My brain hurts | Antichamber

Antichamber is a game designed to hurt my poor little brain. Its a first person platformer, cross puzzle, cross example of a higher dimensional space fucking with your brain.
“Instructions unclear, got block stuck in washing machine”

The main thrust of the game are the puzzles, which are mainly compromised by the corridors through which you navigate. Some are simple, such as walls that aren’t there, or doors that close when you look at them. But then it gets really confusing, such as stairs that lead back into themselves or corridors folding in on themselves. For some reason, it reminds me of an old episode of the Avengers “the house that Jack built’.

 

As you progress through the game, you acquire ‘guns’ with which you use to solve puzzles. The first gun can pick up and drop small coloured blocks found within puzzles, and later guns can draw with blocks to solve more complicated puzzles.

While you are told how to activate these guns, you are otherwise left to figure it out yourself, with only a specially designed puzzle and maybe a cryptic phrase to help you along the way. These images/phrases constitute the story and tutorials of the game.

Way to blow your own trumpet mate

Throughout the game are black squares with an image of them, clicking on them will show a sentence which relates to the picture. The pictures broadly follow the life of a human, from conception to death. Each picture and accompanying phrases help guide you through the game, which seems to parallel the life of a human being, growing and learning about the world. Learning new ideas has a parallel with learning how to better live as a human being, learning how to stop when something isn’t working, or learning to defy a failed authority.

 

Most of Antichamber is white on white, with only a few splashes of colour here and there. Colour is used to draw attention and is heavily involved with puzzles. For a game as complex and mind boggling as Antichamber, the colour works very well, drawing your eyes and in several areas, acting as tutorials, by showing the player differences in the background and prompting the player to think.
One big difference that separates Antichamber from other puzzle games is the complete lack of physics, apart from the fact that you fall downwards. This means there are no physics puzzles, no learning how to get an object to interact with the environment. As soon as you know how to solve a puzzle, its solved. You don’t need to worry about the execution. This takes the focus away from keyboard proficiency and more about exploring the story

 

If you put 3D glasses on, you see Escher having a panic attack

Antichamber is a complete and utter mind fuck. Everything in it challenges and rejects how you think it should work. Normal space is classed as Euclidean space, basically, if you walk left you will end up to the left of where you were. Antichamber runs on Non-Euclidean space, where something may be to your right, so you go downwards, and end up in front of the object. In addition, the place you are looking can often change other things. Walk down a corridor, then turn around and you’re somewhere completely else. All this strangeness and otherworldliness compounds the metaphysical narrative structure.

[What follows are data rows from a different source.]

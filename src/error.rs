// src/error.rs
//! Error types for the fleet tracker

use std::fmt;

pub type Result<T> = std::result::Result<T, TrackerError>;

#[derive(Debug)]
pub enum TrackerError {
    Io(std::io::Error),
    Json(serde_json::Error),
    Http(reqwest::Error),
    Connection(String),
    InvalidSample(String),
    Persistence(String),
    Sync(String),
    PermissionDenied(String),
    Other(String),
}

impl fmt::Display for TrackerError {
    fn fmt(&self, f: &mut fmt::Formatter<'_>) -> fmt::Result {
        match self {
            TrackerError::Io(e) => write!(f, "IO error: {}", e),
            TrackerError::Json(e) => write!(f, "JSON error: {}", e),
            TrackerError::Http(e) => write!(f, "HTTP error: {}", e),
            TrackerError::Connection(msg) => write!(f, "Connection error: {}", msg),
            TrackerError::InvalidSample(msg) => write!(f, "Invalid sample: {}", msg),
            TrackerError::Persistence(msg) => write!(f, "Persistence error: {}", msg),
            TrackerError::Sync(msg) => write!(f, "Sync error: {}", msg),
            TrackerError::PermissionDenied(msg) => write!(f, "Permission denied: {}", msg),
            TrackerError::Other(msg) => write!(f, "Error: {}", msg),
        }
    }
}

impl std::error::Error for TrackerError {}

impl From<std::io::Error> for TrackerError {
    fn from(error: std::io::Error) -> Self {
        TrackerError::Io(error)
    }
}

impl From<serde_json::Error> for TrackerError {
    fn from(error: serde_json::Error) -> Self {
        TrackerError::Json(error)
    }
}

impl From<reqwest::Error> for TrackerError {
    fn from(error: reqwest::Error) -> Self {
        TrackerError::Http(error)
    }
}

impl From<anyhow::Error> for TrackerError {
    fn from(error: anyhow::Error) -> Self {
        TrackerError::Other(error.to_string())
    }
}
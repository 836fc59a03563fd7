// src/track/mod.rs
//! Position sampling, validation and session state

pub mod sample;
pub mod source;
pub mod validator;

pub use sample::{Assignment, CapacityReport, OperatorRef, PositionSample};
pub use source::{FleetGpsSource, PositionSource, PositionUpdate};
pub use validator::{TrackingSession, Validation, ValidationPolicy, ValidationReason};
// src/events.rs
//! Read-only event stream exposed to the presentation layer

use crate::track::sample::{CapacityReport, PositionSample};
use tokio::sync::broadcast;

/// Events the engine surfaces to a UI. Validation rejections and sync
/// failures map to transient warnings; a lost position source is the only
/// condition that warrants a blocking alert.
#[derive(Debug, Clone)]
pub enum TrackerEvent {
    SampleAccepted(PositionSample),
    SampleRejected { reason: String },
    CapacityReported(CapacityReport),
    WentOffline,
    BackOnline,
    SyncFailed { detail: String },
    PositionSourceUnavailable { detail: String },
}

/// Capacity for the broadcast channel behind the event stream. Slow
/// subscribers that fall further behind than this lose the oldest events.
pub const EVENT_CHANNEL_CAPACITY: usize = 256;

pub fn event_channel() -> (broadcast::Sender<TrackerEvent>, broadcast::Receiver<TrackerEvent>) {
    broadcast::channel(EVENT_CHANNEL_CAPACITY)
}
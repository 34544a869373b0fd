//! Subject Alternative Name classification.

use std::net::IpAddr;

use serde::Serialize;

/// SAN candidates partitioned into IP literals and DNS names.
#[derive(Debug, Clone, Default, PartialEq, Eq, Serialize)]
pub struct ClassifiedSans {
    /// Entries that parsed as IPv4 or IPv6 literals, in input order.
    pub ip_addresses: Vec<IpAddr>,
    /// Everything else, in input order.
    pub dns_names: Vec<String>,
}

impl ClassifiedSans {
    /// Total number of classified entries.
    #[must_use]
    pub fn len(&self) -> usize {
        self.ip_addresses.len() + self.dns_names.len()
    }

    /// Returns true when nothing was classified.
    #[must_use]
    pub fn is_empty(&self) -> bool {
        self.ip_addresses.is_empty() && self.dns_names.is_empty()
    }
}

/// Splits `candidates` into IP addresses and DNS names.
///
/// An entry is an IP address iff it parses strictly as one (dotted quad or
/// colon form); every other entry is a DNS name. Nothing is dropped.
pub fn classify<S: AsRef<str>>(candidates: &[S]) -> ClassifiedSans {
    let mut sans = ClassifiedSans::default();
    for candidate in candidates {
        let candidate = candidate.as_ref();
        match candidate.parse::<IpAddr>() {
            Ok(ip) => sans.ip_addresses.push(ip),
            Err(_) => sans.dns_names.push(candidate.to_string()),
        }
    }
    sans
}
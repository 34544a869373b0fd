//! PKI error types.

use std::fmt;

use serde::Serialize;
use thiserror::Error;

/// Result type for PKI operations.
pub type Result<T> = std::result::Result<T, Error>;

/// PKI error variants.
#[derive(Debug, Error)]
pub enum Error {
    /// Required input is missing or malformed.
    #[error("validation failed: {0}")]
    Validation(String),

    /// No usable PEM block could be decoded.
    #[error("PEM decoding failed: {0}")]
    Decode(String),

    /// DER content is not a valid certificate, request or key.
    #[error("parsing failed: {0}")]
    Parse(String),

    /// The CA file contributed no usable trust root.
    #[error("trust store error: {0}")]
    TrustStore(String),

    /// The remote endpoint could not be resolved or addressed.
    #[error("dial failed: {0}")]
    Dial(String),

    /// The TLS handshake failed, timed out or returned no certificates.
    #[error("handshake failed: {0}")]
    Handshake(String),

    /// Client credentials were unusable or rejected by the peer.
    #[error("authentication failed: {0}")]
    Auth(String),

    /// Chain or hostname verification failed.
    #[error("certificate verification failed ({reason}): {detail}")]
    Verification {
        /// Classified failure reason.
        reason: FailureReason,
        /// Underlying diagnostic from the path builder.
        detail: String,
    },

    /// Key generation failed.
    #[error("key generation failed: {0}")]
    KeyGen(String),

    /// Signing a certificate or request failed.
    #[error("signing failed: {0}")]
    Signing(String),

    /// Configuration could not be loaded.
    #[error("configuration error: {0}")]
    Config(String),

    /// Reading or writing a file failed.
    #[error("I/O error on {path}: {source}")]
    Io {
        /// File the operation was acting on.
        path: String,
        /// Underlying I/O error.
        #[source]
        source: std::io::Error,
    },
}

impl Error {
    /// Builds an [`Error::Io`] for the given path.
    pub fn io(path: impl fmt::Display, source: std::io::Error) -> Self {
        Self::Io {
            path: path.to_string(),
            source,
        }
    }

    /// Returns true for network and transport failures a caller may retry.
    #[must_use]
    pub const fn is_transport(&self) -> bool {
        matches!(self, Self::Dial(_) | Self::Handshake(_) | Self::Auth(_))
    }
}

/// Why a certificate chain was rejected.
#[derive(Debug, Clone, Copy, PartialEq, Eq, Serialize)]
#[serde(rename_all = "snake_case")]
pub enum FailureReason {
    /// The certificate's `notAfter` is in the past.
    Expired,
    /// The certificate's `notBefore` is in the future.
    NotYetValid,
    /// No path leads to a trusted root, including when a candidate issuer's
    /// key does not verify the chain.
    UntrustedRoot,
    /// The certificate is not valid for the expected hostname.
    NameMismatch,
    /// A CA certificate was presented as the leaf.
    CaUsedAsLeaf,
    /// Anything else reported by the path builder.
    Other,
}

impl fmt::Display for FailureReason {
    fn fmt(&self, f: &mut fmt::Formatter<'_>) -> fmt::Result {
        let text = match self {
            Self::Expired => "expired",
            Self::NotYetValid => "not yet valid",
            Self::UntrustedRoot => "untrusted root",
            Self::NameMismatch => "name mismatch",
            Self::CaUsedAsLeaf => "CA used as leaf",
            Self::Other => "other",
        };
        f.write_str(text)
    }
}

If only real life had this sort of menus

Forgoing a traditional main menu, Antichamber instead boots into a dark room. One wall covers the settings, sounds, resolution and such.

So close, yet so far. The end of all work

Another shows the experiences you have seen over your lifetime, and the third holds the map of the game. The map shows all the chambers you have explored, what corridors you have not unlocked and the room you just left. Not only is this map vital in orientating you in non euclidean space, it plays a pivotal role in solving several rooms. The final wall shows you the end door, showing your final goal before you start the game.

 

Antichamber is a complex story of your life, wrapped up as a dimensional puzzler. All of its elements fit beautifully together as a cohesive whole, greater than the sum of its parts.